For example, programming languages might start shifting in the direction of contracts. You specify the signature for the function and the agents figures out how to meet the spec. You could also specify parameters like computational complexity and memory usage. It would be akin to genetic algorithm approach where the agent could converge on a solution over time.
If that’s the direction things will be moving in, then current skills could be akin to being able to write assembly by hand. Useful in some niche situations, but not necessary vast majority of the time.
The way code is structured will likely shift towards small composable components. As long as the code meets the spec, it doesn't necessarily matter what quality of the functions is internally. You can treat them as black boxes as long as they’re doing what’s expected. This is how we work with libraries right now. Nobody audits all the code in a library they include, you just look at the signatures and call the API level functions.
Incidentally, I’m noticing that functional style seems to work really well with LLMs. Having an assembly line of pure functions naturally breaks up a problem into small building blocks that you can reason about in isolation. It’s kind of like putting Lego blocks together. The advantage over approaches like microservies here is that you don’t have to deal with the complexity of orchestration and communication between the services.

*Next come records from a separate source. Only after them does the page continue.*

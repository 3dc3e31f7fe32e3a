use axum::Router;
use reqwest::Client;
use tokio::net::TcpListener;

/// Serves `app` on an ephemeral loopback port and returns its base URL.
pub async fn spawn_stub(app: Router) -> String {
    let listener = TcpListener::bind("127.0.0.1:0")
        .await
        .expect("bind stub listener");
    let addr = listener.local_addr().expect("stub address");
    tokio::spawn(async move {
        let _ = axum::serve(listener, app).await;
    });
    format!("http://{addr}")
}

/// URL of a loopback port that nothing listens on.
pub async fn closed_port_url() -> String {
    let listener = TcpListener::bind("127.0.0.1:0")
        .await
        .expect("bind probe listener");
    let addr = listener.local_addr().expect("probe address");
    drop(listener);
    format!("http://{addr}")
}

/// Client that ignores proxy variables so loopback stubs stay reachable.
pub fn test_client() -> Client {
    Client::builder()
        .no_proxy()
        .build()
        .expect("build test client")
}
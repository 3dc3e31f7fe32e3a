use crate::config::ResourceConfig;
use crate::report::ResourceUsage;
use std::io::Write;
use std::path::{Path, PathBuf};
use std::time::Duration;
use sysinfo::{CpuExt, DiskExt, System, SystemExt};
use thiserror::Error;
use tracing::debug;

const BYTES_PER_GB: f64 = 1024.0 * 1024.0 * 1024.0;

#[derive(Debug, Error)]
pub enum ResourceError {
    #[error("no CPUs reported by the operating system")]
    CpuUnavailable,
    #[error("total memory reported as zero")]
    MemoryUnavailable,
    #[error("no filesystem mounted at {0}")]
    DiskNotFound(PathBuf),
    #[cfg(unix)]
    #[error("statvfs failed for {path}: {source}")]
    Statvfs {
        path: PathBuf,
        source: nix::Error,
    },
}

#[derive(Debug, Clone, Copy, PartialEq, Eq)]
pub struct ByteUsage {
    pub total_bytes: u64,
    pub used_bytes: u64,
}

/// Raw OS counters behind the resource check.
pub trait ResourceSource {
    fn refresh_cpu(&mut self);
    /// Global CPU usage since the previous `refresh_cpu`.
    fn cpu_usage_percent(&self) -> Result<f64, ResourceError>;
    fn memory(&mut self) -> Result<ByteUsage, ResourceError>;
    fn disk(&mut self, mount: &Path) -> Result<ByteUsage, ResourceError>;
}

pub struct SysinfoSource {
    system: System,
}

impl SysinfoSource {
    pub fn new() -> Self {
        Self {
            system: System::new(),
        }
    }
}

impl Default for SysinfoSource {
    fn default() -> Self {
        Self::new()
    }
}

impl ResourceSource for SysinfoSource {
    fn refresh_cpu(&mut self) {
        self.system.refresh_cpu();
    }

    fn cpu_usage_percent(&self) -> Result<f64, ResourceError> {
        if self.system.cpus().is_empty() {
            return Err(ResourceError::CpuUnavailable);
        }
        Ok(self.system.global_cpu_info().cpu_usage() as f64)
    }

    fn memory(&mut self) -> Result<ByteUsage, ResourceError> {
        self.system.refresh_memory();
        let total_bytes = self.system.total_memory();
        if total_bytes == 0 {
            return Err(ResourceError::MemoryUnavailable);
        }
        Ok(ByteUsage {
            total_bytes,
            used_bytes: self.system.used_memory(),
        })
    }

    fn disk(&mut self, path: &Path) -> Result<ByteUsage, ResourceError> {
        self.system.refresh_disks_list();
        self.system.refresh_disks();
        let mounts = self
            .system
            .disks()
            .iter()
            .map(|d| (d.mount_point(), d.total_space(), d.available_space()));
        if let Some(usage) = usage_for_path(mounts, path) {
            return Ok(usage);
        }
        debug!(path = %path.display(), "no listed mount covers path, asking statvfs");
        statvfs_usage(path)
    }
}

#[cfg(unix)]
fn statvfs_usage(path: &Path) -> Result<ByteUsage, ResourceError> {
    let stats = nix::sys::statvfs::statvfs(path).map_err(|source| ResourceError::Statvfs {
        path: path.to_path_buf(),
        source,
    })?;
    let unit = stats.fragment_size() as u64;
    let total = stats.blocks() as u64 * unit;
    let available = stats.blocks_available() as u64 * unit;
    Ok(ByteUsage {
        total_bytes: total,
        used_bytes: total.saturating_sub(available),
    })
}

#[cfg(not(unix))]
fn statvfs_usage(path: &Path) -> Result<ByteUsage, ResourceError> {
    Err(ResourceError::DiskNotFound(path.to_path_buf()))
}

/// Usage of the filesystem holding `path`: the listed mount with the longest prefix of it.
/// sysinfo leaves rootfs/tmpfs/squashfs out of its list, so callers fall back to statvfs.
fn usage_for_path<'a, I>(mounts: I, path: &Path) -> Option<ByteUsage>
where
    I: IntoIterator<Item = (&'a Path, u64, u64)>,
{
    mounts
        .into_iter()
        .filter(|(mount, _, _)| path.starts_with(mount))
        .max_by_key(|(mount, _, _)| mount.components().count())
        .map(|(_, total, available)| ByteUsage {
            total_bytes: total,
            used_bytes: total.saturating_sub(available),
        })
}

/// Samples CPU over `cfg.cpu_sample_ms`, then memory and the configured mount.
/// Errors are returned as-is; a failed sample aborts the whole validation run.
pub async fn check_resources<S: ResourceSource>(
    source: &mut S,
    cfg: &ResourceConfig,
    out: &mut dyn Write,
) -> Result<ResourceUsage, ResourceError> {
    source.refresh_cpu();
    tokio::time::sleep(Duration::from_millis(cfg.cpu_sample_ms)).await;
    source.refresh_cpu();
    let cpu_percent = source.cpu_usage_percent()?;

    let memory = source.memory()?;
    let disk = source.disk(Path::new(&cfg.disk_mount))?;

    let usage = ResourceUsage {
        cpu_percent: round2(cpu_percent.clamp(0.0, 100.0)),
        memory_total_gb: bytes_to_gb(memory.total_bytes),
        memory_used_gb: bytes_to_gb(memory.used()),
        memory_percent: percent(memory.used(), memory.total_bytes),
        disk_total_gb: bytes_to_gb(disk.total_bytes),
        disk_used_gb: bytes_to_gb(disk.used()),
        disk_percent: percent(disk.used(), disk.total_bytes),
    };
    debug!(?usage, mount = %cfg.disk_mount, "resources sampled");

    let _ = writeln!(out, "Resource Usage:");
    let _ = writeln!(out, "  CPU: {}%", usage.cpu_percent);
    let _ = writeln!(
        out,
        "  Memory: {}GB / {}GB ({}%)",
        usage.memory_used_gb, usage.memory_total_gb, usage.memory_percent
    );
    let _ = writeln!(
        out,
        "  Disk: {}GB / {}GB ({}%)",
        usage.disk_used_gb, usage.disk_total_gb, usage.disk_percent
    );
    Ok(usage)
}

impl ByteUsage {
    /// Used bytes capped at the total.
    fn used(&self) -> u64 {
        self.used_bytes.min(self.total_bytes)
    }
}

fn round2(v: f64) -> f64 {
    (v * 100.0).round() / 100.0
}

fn bytes_to_gb(bytes: u64) -> f64 {
    round2(bytes as f64 / BYTES_PER_GB)
}

fn percent(used: u64, total: u64) -> f64 {
    if total == 0 {
        return 0.0;
    }
    round2((used as f64 / total as f64) * 100.0)
}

But in all of these cases we trust that someone wrote the code - that someone actually put in the effort to make sure shit wasn't fucked. Library's are black boxes, but someone made that - someone made the compilation tools, someone wrote LLVM, someone wrote these things and understands on a more fundamental level how they work! At every level of abstraction, someone did due diligence to ensure that the processes that they wrote worked. And LLMs are trained on the fruits of our labor as programmers! No line of LLM code could exist if not for someone writing it. If programmers no longer produce anything really new, because they no longer understand how to, it would just be feeding back into itself, creating output based on LLM output. Utter simulacra that will just collapse because of its poisoned dataset. Just a level of abstraction completely divorced from the real labor that the information age was built on. It seems to me like the information layer around which technocratic societies have reconstructed themselves is dissolving on a fundamental level from these tools. So I just fail to see how using the lie machine is a good thing for programming, even with program verification and referential transparency. They can't even do math right. I've seen the future where programmers are reduced to writing training data for LLMs and being program verifiers and it is fucking grim, in my opinion.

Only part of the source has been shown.